Dataset extract Start Marker
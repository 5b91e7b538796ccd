// src/scroll.rs
//! Virtual page scroll: stacked sections, one viewport tall each.
//!
//! Owns the scroll offset, the section table used for anchor navigation, and
//! the eased smooth-scroll glide. Normalized progress over the whole page is
//! what the scroll timeline scrubs.

use scrubline::{lerp, Ease, Tween};

/// Eased glide advance per frame (~0.75 s at 60 Hz).
const GLIDE_RATE: f32 = 1.0 / 45.0;

/// Fraction of a section's height from its top to its content block.
pub const BLOCK_MARGIN_FRACTION: f32 = 0.35;

/// An in-page anchor target.
#[derive(Debug, Clone, Copy)]
pub struct Section {
    pub id: &'static str,
    pub title: &'static str,
}

/// Page layout, top to bottom.
pub const SECTIONS: &[Section] = &[
    Section {
        id: "home",
        title: "A Galaxy",
    },
    Section {
        id: "about",
        title: "About",
    },
    Section {
        id: "projects",
        title: "Projects",
    },
    Section {
        id: "contact",
        title: "Contact",
    },
];

#[derive(Debug, Clone, Copy)]
struct Glide {
    from: f32,
    target: f32,
    tween: Tween,
}

#[derive(Debug, Clone)]
pub struct ScrollPage {
    offset: f32,
    viewport_h: f32,
    glide: Option<Glide>,
}

impl ScrollPage {
    pub fn new(viewport_h: f32) -> Self {
        Self {
            offset: 0.0,
            viewport_h: viewport_h.max(1.0),
            glide: None,
        }
    }

    /// Recomputes page metrics for a new viewport height and re-clamps the
    /// offset. Idempotent for identical viewports. Called after the loading
    /// overlay hides and on every resize.
    pub fn refresh(&mut self, viewport_h: f32) {
        let old_h = self.viewport_h;
        self.viewport_h = viewport_h.max(1.0);
        // Keep the same page position through the resize.
        if old_h > 0.0 {
            let scale = self.viewport_h / old_h;
            self.offset *= scale;
            if let Some(glide) = &mut self.glide {
                glide.from *= scale;
                glide.target *= scale;
            }
        }
        self.offset = self.offset.clamp(0.0, self.max_offset());
    }

    /// Scroll span of the whole page.
    #[inline]
    pub fn max_offset(&self) -> f32 {
        (SECTIONS.len().saturating_sub(1)) as f32 * self.viewport_h
    }

    #[inline]
    pub fn viewport_h(&self) -> f32 {
        self.viewport_h
    }

    #[inline]
    pub fn offset(&self) -> f32 {
        self.offset
    }

    /// Normalized scroll progress in [0, 1].
    pub fn progress(&self) -> f32 {
        let max = self.max_offset();
        if max <= 0.0 {
            0.0
        } else {
            (self.offset / max).clamp(0.0, 1.0)
        }
    }

    /// Top edge of section `index`'s content block in viewport coordinates
    /// (pixels from the viewport top at the current scroll offset). Reveal
    /// thresholds and drawing both use this.
    pub fn block_top(&self, index: usize) -> f32 {
        (index as f32 + BLOCK_MARGIN_FRACTION) * self.viewport_h - self.offset
    }

    /// Top of a section in page coordinates, if the id is known.
    pub fn section_offset(&self, id: &str) -> Option<f32> {
        SECTIONS
            .iter()
            .position(|s| s.id == id)
            .map(|i| i as f32 * self.viewport_h)
    }

    /// Direct scroll input. Cancels any in-flight glide; latest input wins.
    pub fn scroll_by(&mut self, delta_px: f32) {
        self.glide = None;
        self.offset = (self.offset + delta_px).clamp(0.0, self.max_offset());
    }

    /// Starts an eased glide to the named section. An unknown id is a no-op.
    pub fn scroll_to(&mut self, id: &str) {
        let Some(target) = self.section_offset(id) else {
            return;
        };
        let mut tween = Tween::new(GLIDE_RATE, Ease::QuadInOut);
        tween.run_to(true);
        self.glide = Some(Glide {
            from: self.offset,
            target: target.clamp(0.0, self.max_offset()),
            tween,
        });
    }

    /// Advances the glide one frame, if one is running.
    pub fn step(&mut self) {
        if let Some(glide) = &mut self.glide {
            let eased = glide.tween.step();
            self.offset = lerp(glide.from, glide.target, eased);
            if glide.tween.settled() {
                self.offset = glide.target;
                self.glide = None;
            }
        }
    }

    /// True while a smooth-scroll glide is in flight.
    #[inline]
    pub fn gliding(&self) -> bool {
        self.glide.is_some()
    }
}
Dataset extract End Marker
Task to complete: For every line of the records that has the word "struct" in it, make a copy.

Task response:
pub struct Section {
struct Glide {
pub struct ScrollPage {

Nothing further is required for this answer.